Housing loan growth slows to 4.07 percent

Residential housing loans have shown sluggish growth despite banks and financial institutions (BFIs) prioritizing the sector and offering competitive rates. 

According to the latest data from the Nepal Rastra Bank, housing loans up to Rs 20m extended by commercial banks increased by just 4.07 percent over the past year, reflecting the broader slowdown in credit expansion and the economy.

Total housing loans under Rs 20m increased to Rs 325.36bn in mid-May 2025, up from Rs 312.63bn in mid-May last year. This reflects a low appetite for residential borrowing even though interest rates have dropped to some of the lowest levels yet.

Although banks are offering home loans at premiums of less than one percent above their base rates, credit disbursement has remained below expectations. Bankers say that although housing and real estate loans are a top priority, weak consumer confidence and sectoral distress have hindered credit uptake.

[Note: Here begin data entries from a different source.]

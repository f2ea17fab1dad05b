use std::{collections::HashMap, sync::Arc};

use color_eyre::eyre::Context;
use image::{RgbImage, imageops::FilterType};
use parking_lot::RwLock;
use reqwest::Client;
use tokio_util::sync::CancellationToken;
use tracing::instrument;

use crate::{
    config::GridConfig,
    errors::{Result, UserFacingError},
};

/// The state of the artwork for a given url
#[derive(Clone)]
pub enum ArtworkState {
    /// The artwork is being downloaded or decoded
    Loading,
    /// The artwork is ready to be displayed
    Ready(Arc<RgbImage>),
    /// The artwork couldn't be loaded, a placeholder must be displayed instead
    Failed,
}

/// Loads the artwork of the apps in the background, keeping them in memory for the whole session
#[derive(Clone)]
pub struct ArtworkLoader {
    client: Client,
    enabled: bool,
    size: u32,
    cache: Arc<RwLock<HashMap<String, ArtworkState>>>,
}

impl ArtworkLoader {
    /// Creates a new loader, artwork is downscaled to a square of `2 * artwork_rows` pixels
    pub fn new(client: Client, grid: GridConfig) -> Self {
        Self {
            client,
            enabled: grid.artwork,
            size: u32::from(grid.artwork_rows) * 2,
            cache: Arc::new(RwLock::new(HashMap::new())),
        }
    }

    /// Whether artwork must be displayed at all
    pub fn is_enabled(&self) -> bool {
        self.enabled
    }

    /// Retrieves the current state of the artwork for the given url, if it was ever requested
    pub fn state(&self, url: &str) -> Option<ArtworkState> {
        self.cache.read().get(url).cloned()
    }

    /// Retrieves the state of the artwork for the given url, spawning a task to load it if it wasn't requested yet.
    ///
    /// If the token is cancelled before the load completes, the url is forgotten so it can be requested again.
    pub fn request(&self, url: &str, cancellation_token: &CancellationToken) -> ArtworkState {
        if !self.enabled {
            return ArtworkState::Failed;
        }
        if let Some(state) = self.state(url) {
            return state;
        }

        let mut cache = self.cache.write();
        // Another caller might have requested it in between
        if let Some(state) = cache.get(url) {
            return state.clone();
        }
        cache.insert(url.to_owned(), ArtworkState::Loading);
        drop(cache);

        let loader = self.clone();
        let url = url.to_owned();
        let cancellation_token = cancellation_token.clone();
        tokio::spawn(async move {
            let res = tokio::select! {
                biased;
                _ = cancellation_token.cancelled() => None,
                res = loader.load(&url) => Some(res),
            };
            let mut cache = loader.cache.write();
            match res {
                None => {
                    tracing::trace!("Artwork load cancelled: {url}");
                    cache.remove(&url);
                }
                Some(Ok(image)) => {
                    cache.insert(url, ArtworkState::Ready(Arc::new(image)));
                }
                Some(Err(err)) => {
                    tracing::warn!("Couldn't load artwork {url}: {err}");
                    cache.insert(url, ArtworkState::Failed);
                }
            }
        });

        ArtworkState::Loading
    }

    #[instrument(skip(self))]
    async fn load(&self, url: &str) -> Result<RgbImage> {
        let res = self
            .client
            .get(url)
            .send()
            .await
            .map_err(|err| UserFacingError::ArtworkRequestFailed(err.to_string()))?;
        let status = res.status();
        if !status.is_success() {
            return Err(UserFacingError::ArtworkRequestFailed(format!("received {} response", status.as_str())).into());
        }
        let bytes = res
            .bytes()
            .await
            .map_err(|err| UserFacingError::ArtworkRequestFailed(err.to_string()))?;

        let size = self.size;
        tokio::task::spawn_blocking(move || decode_thumbnail(&bytes, size))
            .await
            .wrap_err("Artwork decoding worker join failed")?
    }
}

/// Decodes an image, downscaling it to a square thumbnail of the given size
pub fn decode_thumbnail(bytes: &[u8], size: u32) -> Result<RgbImage> {
    let image = image::load_from_memory(bytes).map_err(|err| UserFacingError::ArtworkDecode(err.to_string()))?;
    Ok(image.resize_exact(size, size, FilterType::Triangle).to_rgb8())
}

The Nepal Rastra Bank (NRB) has been adopting more flexible policies to boost lending in the real estate sector. The central bank last year reduced the risk weight on housing loans above Rs 5m to 125 percent through a monetary policy review. It allowed homebuyers to use up to 70 percent of their income for loan repayment—principal and interest combined. Before that, only 50 percent of a borrower’s income could be allocated for loan installment payments.

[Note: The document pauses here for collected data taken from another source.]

use color_eyre::Result;
use tokio_util::sync::CancellationToken;

use super::InteractiveProcess;
use crate::{
    cli::BrowseFeedProcess,
    component::{Component, grid::FeedGridComponent},
    config::Config,
    service::FeedService,
};

impl InteractiveProcess for BrowseFeedProcess {
    fn into_component(
        self,
        config: Config,
        service: FeedService,
        cancellation_token: CancellationToken,
    ) -> Result<Box<dyn Component>> {
        let BrowseFeedProcess { query, mode } = self;
        let mode = mode.unwrap_or(config.search.mode);
        tracing::debug!("Browsing the feed with '{mode}' search mode");
        let component = FeedGridComponent::new(service, config, query.unwrap_or_default(), mode, cancellation_token);
        Ok(Box::new(component))
    }
}
use clap::ValueEnum;
use serde::Deserialize;

mod feed;

pub use feed::*;

/// How the search query is matched against the feed entries
#[derive(Default, Clone, Copy, PartialEq, Eq, Debug, Deserialize, ValueEnum, strum::Display)]
#[serde(rename_all = "snake_case")]
#[strum(serialize_all = "snake_case")]
pub enum FilterMode {
    /// Match against each field of the entry
    #[default]
    Fields,
    /// Match against the debug representation of the whole entry
    Structural,
}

Bankers attribute the slowdown primarily to the ongoing economic downturn, which has dampened individual income and weakened borrowing capacity. “The majority of people can no longer verify stable income sources, making it difficult to qualify for new loans,” one banker said.

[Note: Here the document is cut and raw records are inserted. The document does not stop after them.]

use reqwest::{Client, Url};

use crate::{
    config::{Config, GridConfig},
    errors::{Result, UserFacingError},
    store::FeedStore,
};

mod artwork;
mod feed;

pub use artwork::{ArtworkLoader, ArtworkState, decode_thumbnail};
#[cfg(test)]
pub(crate) use feed::tests::{FEED, serve_bytes_once, serve_once, test_service};

/// Service fetching the feed of apps and publishing it to the [FeedStore]
#[derive(Clone)]
pub struct FeedService {
    client: Client,
    raw_feed_url: String,
    feed_url: Option<Url>,
    store: FeedStore,
    artwork: ArtworkLoader,
}

impl FeedService {
    /// Creates a new instance of `FeedService` for the given config.
    ///
    /// A malformed feed url is logged and every subsequent refresh will be a no-op.
    pub fn new(config: &Config) -> Self {
        Self::with_client(Client::new(), &config.feed.url, config.grid)
    }

    /// Creates a new instance of `FeedService` using the given http client
    pub(crate) fn with_client(client: Client, feed_url: &str, grid: GridConfig) -> Self {
        let parsed_url = match parse_feed_url(feed_url) {
            Ok(url) => Some(url),
            Err(err) => {
                tracing::error!("{err}");
                None
            }
        };
        Self {
            artwork: ArtworkLoader::new(client.clone(), grid),
            client,
            raw_feed_url: feed_url.to_owned(),
            feed_url: parsed_url,
            store: FeedStore::new(),
        }
    }

    /// Retrieves the store where the fetched entries are published
    pub fn store(&self) -> &FeedStore {
        &self.store
    }

    /// Retrieves the loader for the artwork of the entries
    pub fn artwork(&self) -> &ArtworkLoader {
        &self.artwork
    }
}

/// Parses the feed url, only http and https are supported
fn parse_feed_url(raw: &str) -> Result<Url> {
    let url = Url::parse(raw).map_err(|err| {
        tracing::debug!("Couldn't parse feed url '{raw}': {err}");
        UserFacingError::FeedInvalidUrl(raw.to_owned())
    })?;
    match url.scheme() {
        "http" | "https" => Ok(url),
        _ => Err(UserFacingError::FeedInvalidUrl(raw.to_owned()).into()),
    }
}

#[cfg(test)]
mod tests {
    use pretty_assertions::assert_eq;

    use super::*;

    #[test]
    fn test_parse_feed_url() {
        assert_eq!(
            parse_feed_url("https://example.com/feed.json").unwrap().as_str(),
            "https://example.com/feed.json"
        );
        for raw in ["", "not a url", "ftp://example.com/feed.json", "/feed.json"] {
            assert_eq!(
                parse_feed_url(raw).unwrap_err().user_facing(),
                Some(&UserFacingError::FeedInvalidUrl(raw.to_owned()))
            );
        }
    }

    #[test]
    fn test_malformed_url_is_not_constructed() {
        let service = FeedService::with_client(Client::new(), "not a url", GridConfig::default());
        assert!(service.feed_url.is_none());
        assert!(service.store().snapshot().is_empty());
    }
}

Among commercial banks, NIC Asia Bank has the highest exposure to residential housing loans with Rs 48.7bn invested in loans under Rs 20m. Global IME Bank was next with a total housing loan portfolio of Rs 39.94bn. Nepal SBI Bank has the lowest at Rs 2.42bn.

The real estate sector itself is going through a severe downturn, with banks failing to offload their non-banking assets despite publishing auction notices repeatedly. When borrowers default on loans, banks and financial institutions (BFIs) acquire the property pledged as collateral. Banks are supposed to sell off these properties at the earliest and recover their investment, but a slowdown in the real estate sector means banks are not finding buyers. This accumulation of non-banking assets is hitting bank profitability.